23

LANDON

S onya had met him back at his cabin that evening.

He had called her after Roman had left and when she arrived, she was distant and off.

“Are you alright?” Landon asked as she sat down without so much as a look at him on his couch.

“No.”

“Was it Roman?”

She looked up and he could see the hurt there in her dangerous eyes.

“He branded me, Landon.”

Anger flared in Landon’s chest. “He what?”

“He branded me a traitor. I’m in exile and my family is… is being watched, but that doesn't matter because they essentially disowned me for choosing my own life over Roman’s rule.”

He could see she was trying to hold it together. Landon didn’t understand pack laws or anything, but he knew enough to know they were a close knit unit. And benign not only thrown out of the pack, but her family was something any regular person would have a hard time with. Especially a shifter.

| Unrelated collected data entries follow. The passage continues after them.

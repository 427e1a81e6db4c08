//! Frame sources and the decoder thread that drains them into the slot.

pub mod ffmpeg;
pub mod image;
pub mod pattern;
pub mod source;
pub mod task;
#[cfg(feature = "webcam")]
pub mod webcam;

use std::path::Path;

pub use self::image::ImageSource;
pub use ffmpeg::{FfmpegOptions, FfmpegSource, ffmpeg_available};
pub use pattern::{PatternOptions, PatternSource};
pub use source::{FrameSource, Interrupter, SourceError, SourceInfo};
pub use task::{DecodeFailure, DecoderEvent, DecoderHandle, DecoderOptions, DecoderStats, DecoderTask};

use crate::media::PixelFormat;

/// Supported image extensions (lowercase).
pub const IMAGE_EXTENSIONS: &[&str] = &["png", "jpg", "jpeg", "gif", "bmp", "webp"];

/// How to open a source string.
#[derive(Debug, Clone, Default)]
pub struct OpenOptions {
    pub stream_index: usize,
    /// Decode format requested from ffmpeg. Other sources ignore it.
    pub decode_format: Option<PixelFormat>,
    /// Presentation size. Passed to ffmpeg's scaler and the camera.
    pub target_size: Option<(u32, u32)>,
}

/// What a source string refers to.
#[derive(Debug, Clone, PartialEq)]
pub enum SourceKind {
    Pattern(PatternOptions),
    Camera(u32),
    Image(String),
    Stream(String),
}

/// Classify a source string without opening anything.
///
/// - `pattern:` or `pattern:WxH@FPS`: synthetic colour bars
/// - `camera:N`: webcam device N
/// - a path with an image extension: still image or animated GIF
/// - anything else: handed to ffmpeg (files, `http(s)://`, `rtmp://`)
pub fn classify(spec: &str) -> Result<SourceKind, SourceError> {
    if let Some(rest) = spec.strip_prefix("pattern:") {
        return parse_pattern_spec(rest).map(SourceKind::Pattern);
    }
    if spec == "pattern" {
        return Ok(SourceKind::Pattern(PatternOptions::default()));
    }
    if let Some(index) = spec.strip_prefix("camera:") {
        let index = index
            .parse()
            .map_err(|_| SourceError::fatal("open", format!("bad camera index '{index}'")))?;
        return Ok(SourceKind::Camera(index));
    }

    let is_url = spec.contains("://");
    let ext = Path::new(spec)
        .extension()
        .and_then(|e| e.to_str())
        .map(str::to_lowercase);
    match ext {
        Some(ext) if !is_url && IMAGE_EXTENSIONS.contains(&ext.as_str()) => {
            Ok(SourceKind::Image(spec.to_string()))
        }
        _ => Ok(SourceKind::Stream(spec.to_string())),
    }
}

fn parse_pattern_spec(rest: &str) -> Result<PatternOptions, SourceError> {
    pattern::parse_pattern(rest).map_err(|e| SourceError::fatal("open", e))
}

/// Open a source string as a boxed `FrameSource`.
pub fn open_source(spec: &str, options: &OpenOptions) -> Result<Box<dyn FrameSource>, SourceError> {
    match classify(spec)? {
        SourceKind::Pattern(pattern) => Ok(Box::new(PatternSource::new(pattern)?)),
        SourceKind::Image(path) => Ok(Box::new(ImageSource::open(Path::new(&path))?)),
        SourceKind::Camera(index) => open_camera(index, options),
        SourceKind::Stream(input) => {
            if !ffmpeg_available() {
                return Err(SourceError::fatal(
                    "open",
                    "ffmpeg/ffprobe not found on PATH",
                ));
            }
            let ffmpeg = FfmpegOptions {
                stream_index: options.stream_index,
                format: options.decode_format.unwrap_or(PixelFormat::Rgba8),
                target_size: options.target_size,
            };
            Ok(Box::new(FfmpegSource::open(&input, ffmpeg)?))
        }
    }
}

#[cfg(feature = "webcam")]
fn open_camera(index: u32, options: &OpenOptions) -> Result<Box<dyn FrameSource>, SourceError> {
    Ok(Box::new(webcam::WebcamSource::open(index, options.target_size)?))
}

#[cfg(not(feature = "webcam"))]
fn open_camera(index: u32, _options: &OpenOptions) -> Result<Box<dyn FrameSource>, SourceError> {
    Err(SourceError::fatal(
        "open",
        format!("camera:{index} needs the `webcam` feature"),
    ))
}
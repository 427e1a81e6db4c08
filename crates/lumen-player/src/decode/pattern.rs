use std::time::Duration;

use super::source::{FrameSource, SourceError, SourceInfo};
use crate::media::frame::chroma_size;
use crate::media::{Frame, PixelFormat};

/// SMPTE-ish bars in limited-range YUV (BT.601): white, yellow, cyan,
/// green, magenta, red, blue, black.
const BARS: [[u8; 3]; 8] = [
    [235, 128, 128],
    [210, 16, 146],
    [170, 166, 16],
    [145, 54, 34],
    [106, 202, 222],
    [81, 90, 240],
    [41, 240, 110],
    [16, 128, 128],
];

/// Accepted pattern frame rates.
const FPS_RANGE: std::ops::RangeInclusive<f64> = 0.1..=1000.0;

#[derive(Debug, Clone, Copy, PartialEq)]
pub struct PatternOptions {
    pub width: u32,
    pub height: u32,
    pub fps: f64,
    /// Frames before end of stream. The bars scroll one full width per loop.
    pub frames: u64,
}

impl Default for PatternOptions {
    fn default() -> Self {
        Self {
            width: 640,
            height: 360,
            fps: 30.0,
            frames: 150,
        }
    }
}

/// Synthetic I420 source: colour bars scrolling left to right.
pub struct PatternSource {
    info: SourceInfo,
    frames: u64,
    index: u64,
}

impl PatternSource {
    pub fn new(options: PatternOptions) -> Result<Self, SourceError> {
        if options.width == 0 || options.height == 0 {
            return Err(SourceError::fatal(
                "open",
                format!("invalid pattern size {}x{}", options.width, options.height),
            ));
        }
        if !FPS_RANGE.contains(&options.fps) {
            return Err(SourceError::fatal(
                "open",
                format!(
                    "invalid pattern rate {} (expected {}..={})",
                    options.fps,
                    FPS_RANGE.start(),
                    FPS_RANGE.end()
                ),
            ));
        }
        let frames = options.frames.max(1);
        Ok(Self {
            info: SourceInfo {
                name: format!(
                    "pattern {}x{}@{}",
                    options.width, options.height, options.fps
                ),
                width: options.width,
                height: options.height,
                fps: options.fps,
                format: PixelFormat::I420,
                duration_secs: Some(frames as f64 / options.fps),
                live: false,
            },
            frames,
            index: 0,
        })
    }

    /// Horizontal scroll in pixels for frame `index`.
    fn offset(&self, index: u64) -> u32 {
        let w = u64::from(self.info.width);
        ((index * w / self.frames) % w) as u32
    }

    fn render(&self, index: u64) -> Vec<u8> {
        let (w, h) = (self.info.width, self.info.height);
        let (cw, ch) = chroma_size(w, h);
        let offset = self.offset(index);

        let bar_at = |x: u32, width: u32| {
            let shifted = (x + width - offset * width / w) % width;
            BARS[(shifted as usize * BARS.len()) / width as usize]
        };

        let mut data = Vec::with_capacity(Frame::byte_len_for(PixelFormat::I420, w, h));
        for _ in 0..h {
            data.extend((0..w).map(|x| bar_at(x, w)[0]));
        }
        for plane in 1..3 {
            for _ in 0..ch {
                data.extend((0..cw).map(|x| bar_at(x, cw)[plane]));
            }
        }
        data
    }
}

impl FrameSource for PatternSource {
    fn info(&self) -> &SourceInfo {
        &self.info
    }

    fn next_frame(&mut self) -> Result<Frame, SourceError> {
        if self.index >= self.frames {
            return Err(SourceError::EndOfStream);
        }
        let index = self.index;
        self.index += 1;

        let frame = Frame::new(
            self.render(index),
            self.info.width,
            self.info.height,
            PixelFormat::I420,
        )
        .map_err(|e| SourceError::fatal("read_frame", e))?;
        Ok(frame.with_pts(Duration::from_secs_f64(index as f64 / self.info.fps)))
    }

    fn rewind(&mut self) -> Result<(), SourceError> {
        self.index = 0;
        Ok(())
    }
}

/// Parse `WxH@FPS`, `WxH` or an empty string into pattern options.
pub fn parse_pattern(spec: &str) -> Result<PatternOptions, String> {
    let mut options = PatternOptions::default();
    let spec = spec.trim();
    if spec.is_empty() {
        return Ok(options);
    }

    let (size, fps) = match spec.split_once('@') {
        Some((size, fps)) => (size, Some(fps)),
        None => (spec, None),
    };

    let (w, h) = size
        .split_once(['x', 'X'])
        .ok_or_else(|| format!("expected WxH, got '{size}'"))?;
    options.width = w.parse().map_err(|_| format!("bad width '{w}'"))?;
    options.height = h.parse().map_err(|_| format!("bad height '{h}'"))?;

    if let Some(fps) = fps {
        options.fps = fps.parse().map_err(|_| format!("bad frame rate '{fps}'"))?;
        if !FPS_RANGE.contains(&options.fps) {
            return Err(format!(
                "frame rate {fps} outside {}..={}",
                FPS_RANGE.start(),
                FPS_RANGE.end()
            ));
        }
        // One loop is always five seconds of bars
        options.frames = (options.fps * 5.0).round().max(1.0) as u64;
    }
    Ok(options)
}

#[cfg(test)]
mod tests {
    use super::*;
    use crate::media::to_rgba;

    fn small() -> PatternSource {
        PatternSource::new(PatternOptions {
            width: 16,
            height: 8,
            fps: 10.0,
            frames: 4,
        })
        .unwrap()
    }

    #[test]
    fn emits_i420_frames_with_timestamps() {
        let mut src = small();
        let frame = src.next_frame().unwrap();
        assert_eq!(frame.format, PixelFormat::I420);
        assert_eq!(frame.pts, Some(Duration::ZERO));
        assert_eq!(
            src.next_frame().unwrap().pts,
            Some(Duration::from_millis(100))
        );
    }

    #[test]
    fn ends_after_frame_count_and_rewinds() {
        let mut src = small();
        for _ in 0..4 {
            src.next_frame().unwrap();
        }
        assert_eq!(src.next_frame(), Err(SourceError::EndOfStream));
        src.rewind().unwrap();
        assert_eq!(src.next_frame().unwrap().pts, Some(Duration::ZERO));
    }

    #[test]
    fn bars_scroll_between_frames() {
        let mut src = small();
        let a = src.next_frame().unwrap();
        let b = src.next_frame().unwrap();
        assert_ne!(a.data, b.data);
    }

    #[test]
    fn first_bar_converts_to_near_white() {
        let mut src = small();
        let rgba = to_rgba(src.next_frame().unwrap()).unwrap();
        assert!(rgba.data[0..3].iter().all(|&c| c > 250));
        assert_eq!(rgba.data[3], 255);
    }

    #[test]
    fn odd_sizes_are_valid_frames() {
        let mut src = PatternSource::new(PatternOptions {
            width: 7,
            height: 5,
            fps: 1.0,
            frames: 1,
        })
        .unwrap();
        assert!(src.next_frame().is_ok());
    }

    #[test]
    fn rejects_zero_size_and_rate() {
        let zero = PatternOptions {
            width: 0,
            ..Default::default()
        };
        assert!(PatternSource::new(zero).is_err());
        let still = PatternOptions {
            fps: 0.0,
            ..Default::default()
        };
        assert!(PatternSource::new(still).is_err());
    }

    #[test]
    fn parses_pattern_specs() {
        assert_eq!(parse_pattern("").unwrap(), PatternOptions::default());
        let o = parse_pattern("320x240").unwrap();
        assert_eq!((o.width, o.height, o.fps), (320, 240, 30.0));
        let o = parse_pattern("1920x1080@60").unwrap();
        assert_eq!((o.width, o.height, o.fps, o.frames), (1920, 1080, 60.0, 300));
        assert!(parse_pattern("wide").is_err());
        assert!(parse_pattern("10x10@fast").is_err());
    }

    #[test]
    fn rejects_rates_outside_range() {
        assert!(parse_pattern("8x8@0.00000000000000000001").is_err());
        assert!(parse_pattern("8x8@1e9").is_err());
        assert!(parse_pattern("8x8@NaN").is_err());
        let tiny = PatternOptions {
            fps: 1e-20,
            ..Default::default()
        };
        assert!(PatternSource::new(tiny).is_err());
        assert_eq!(parse_pattern("8x8@0.1").unwrap().frames, 1);
    }
}
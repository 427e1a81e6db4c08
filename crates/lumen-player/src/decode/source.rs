use std::fmt;
use std::sync::Arc;
use std::time::Duration;

use thiserror::Error;

use crate::media::{Frame, PixelFormat};

/// Stream metadata known once a source is open.
#[derive(Debug, Clone, PartialEq)]
pub struct SourceInfo {
    /// Human-readable name (file name, URL or device).
    pub name: String,
    pub width: u32,
    pub height: u32,
    /// Nominal frame rate. Used for pacing when frames carry no timestamp
    /// and for spacing loop restarts.
    pub fps: f64,
    /// Layout of frames returned by `next_frame`.
    pub format: PixelFormat,
    pub duration_secs: Option<f64>,
    /// Live sources (cameras) are never paced by the decoder.
    pub live: bool,
}

/// Longest interval `frame_interval` reports, however low the rate.
pub const MAX_FRAME_INTERVAL: Duration = Duration::from_secs(60);

impl SourceInfo {
    pub fn frame_interval(&self) -> Duration {
        let fps = if self.fps.is_finite() && self.fps > 0.0 {
            self.fps
        } else {
            30.0
        };
        Duration::try_from_secs_f64(1.0 / fps)
            .map_or(MAX_FRAME_INTERVAL, |d| d.min(MAX_FRAME_INTERVAL))
    }
}

#[derive(Debug, Error, Clone, PartialEq, Eq)]
pub enum SourceError {
    /// No data yet. Retry.
    #[error("no data available yet")]
    WouldBlock,
    /// The source ran out. The decoder rewinds and keeps going.
    #[error("end of stream")]
    EndOfStream,
    /// Unrecoverable: the decoder stops and reports it.
    #[error("{op} failed: {reason}")]
    Fatal { op: &'static str, reason: String },
}

impl SourceError {
    pub fn fatal(op: &'static str, reason: impl fmt::Display) -> Self {
        SourceError::Fatal {
            op,
            reason: reason.to_string(),
        }
    }
}

/// Closes a source's input from another thread so a blocked read returns.
#[derive(Clone)]
pub struct Interrupter(Arc<dyn Fn() + Send + Sync>);

impl Interrupter {
    pub fn new(f: impl Fn() + Send + Sync + 'static) -> Self {
        Self(Arc::new(f))
    }

    pub fn interrupt(&self) {
        (self.0)();
    }
}

impl fmt::Debug for Interrupter {
    fn fmt(&self, f: &mut fmt::Formatter<'_>) -> fmt::Result {
        f.write_str("Interrupter")
    }
}

/// Anything the decoder task can pull frames from.
///
/// Implementations own all demux/codec/conversion state; nothing here is
/// shared with the render side.
pub trait FrameSource: Send {
    fn info(&self) -> &SourceInfo;

    /// Produce the next decoded frame in the source's native layout.
    fn next_frame(&mut self) -> Result<Frame, SourceError>;

    /// Seek back to the first frame and drop any buffered codec state.
    fn rewind(&mut self) -> Result<(), SourceError>;

    /// Handle that unblocks a pending `next_frame` during teardown.
    fn interrupter(&self) -> Option<Interrupter> {
        None
    }
}

impl FrameSource for Box<dyn FrameSource> {
    fn info(&self) -> &SourceInfo {
        (**self).info()
    }

    fn next_frame(&mut self) -> Result<Frame, SourceError> {
        (**self).next_frame()
    }

    fn rewind(&mut self) -> Result<(), SourceError> {
        (**self).rewind()
    }

    fn interrupter(&self) -> Option<Interrupter> {
        (**self).interrupter()
    }
}
pub mod context;
pub mod fullscreen_quad;

pub use context::GpuContext;
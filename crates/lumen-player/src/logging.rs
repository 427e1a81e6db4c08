/// Initialise `env_logger`. `RUST_LOG` still wins over the default filter.
pub fn init(verbose: bool) {
    let default = if verbose { "debug" } else { "info" };
    env_logger::Builder::from_env(env_logger::Env::default().default_filter_or(default))
        .format_timestamp_millis()
        .init();
}

/// Collapses runs of identical lines from chatty external tools.
///
/// The first occurrence of a line is passed through; repeats are counted
/// and summarised once a different line arrives (or on `flush`).
#[derive(Debug, Default)]
pub struct RepeatFilter {
    last: Option<String>,
    repeats: u32,
}

impl RepeatFilter {
    pub fn new() -> Self {
        Self::default()
    }

    /// Feed one line. Returns the lines that should be logged now.
    pub fn push(&mut self, line: &str) -> Vec<String> {
        if self.last.as_deref() == Some(line) {
            self.repeats += 1;
            return Vec::new();
        }
        let mut out = self.flush();
        self.last = Some(line.to_string());
        out.push(line.to_string());
        out
    }

    /// Emit the pending repeat summary, if any.
    pub fn flush(&mut self) -> Vec<String> {
        if self.repeats == 0 {
            return Vec::new();
        }
        let n = std::mem::take(&mut self.repeats);
        vec![format!("    Last message repeated {n} times")]
    }
}
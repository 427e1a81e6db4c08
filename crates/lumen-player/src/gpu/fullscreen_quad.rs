/// Fullscreen triangle vertex shader with UVs (WGSL).
///
/// Three vertices from `vertex_index` cover the whole viewport without a
/// vertex buffer. UV (0,0) is the top-left texel.
pub const FULLSCREEN_TRIANGLE_VS: &str = r#"
struct VertexOutput {
    @builtin(position) position: vec4f,
    @location(0) uv: vec2f,
}

@vertex
fn vs_main(@builtin(vertex_index) vi: u32) -> VertexOutput {
    let x = f32(i32(vi & 1u) * 4) - 1.0;
    let y = f32(i32(vi & 2u) * 2) - 1.0;
    var out: VertexOutput;
    out.position = vec4f(x, y, 0.0, 1.0);
    out.uv = vec2f((x + 1.0) * 0.5, (1.0 - y) * 0.5);
    return out;
}
"#;

/// Samples the frame inside the letterbox rectangle, black outside it.
pub const LETTERBOX_BLIT_FS: &str = r#"
struct Letterbox {
    scale: vec2f,
    offset: vec2f,
}

@group(0) @binding(0) var frame_tex: texture_2d<f32>;
@group(0) @binding(1) var frame_sampler: sampler;
@group(0) @binding(2) var<uniform> letterbox: Letterbox;

@fragment
fn fs_main(in: VertexOutput) -> @location(0) vec4f {
    let uv = (in.uv - letterbox.offset) / letterbox.scale;
    let color = textureSample(frame_tex, frame_sampler, clamp(uv, vec2f(0.0), vec2f(1.0)));
    let inside = all(uv >= vec2f(0.0)) && all(uv <= vec2f(1.0));
    return select(vec4f(0.0, 0.0, 0.0, 1.0), vec4f(color.rgb, 1.0), inside);
}
"#;

/// Vertex and fragment stages joined into one module source.
pub fn blit_shader_source() -> String {
    format!("{FULLSCREEN_TRIANGLE_VS}\n{LETTERBOX_BLIT_FS}")
}

#[cfg(test)]
mod tests {
    use super::*;

    #[test]
    fn blit_source_has_both_entry_points() {
        let src = blit_shader_source();
        assert!(src.contains("fn vs_main"));
        assert!(src.contains("fn fs_main"));
        // Fragment stage consumes the vertex stage's output struct
        assert!(src.find("struct VertexOutput") < src.find("fn fs_main(in: VertexOutput)"));
    }
}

He sat down beside her, unsure of what to say.

“I’m not sure why he let me walk away. Maybe to live with the shame, I don’t really know,” she continued, staring into the fireplace.

Landon reached for her hand. “Sonya, I’m sorry. I didn’t mean to cause–”

She turned to him suddenly. “You didn’t cause anything. This is his doing. All of their own doing. This was an issue long before he sent me on this fool’s errand.” Sonya bit her lip and Landon felt for her. He had never seen her look so vulnerable. So… lost.

Before he could pull her in or say anything else, Sonya cleared her throat. “Enough about Roman and his stupid ass threats. Did you find anything useful at your aunt’s?”

Landon, though still trying to understand not only why Roman let her go, though he was happy he did, but how Sonya was not falling apart right now, took her lead to change the subject.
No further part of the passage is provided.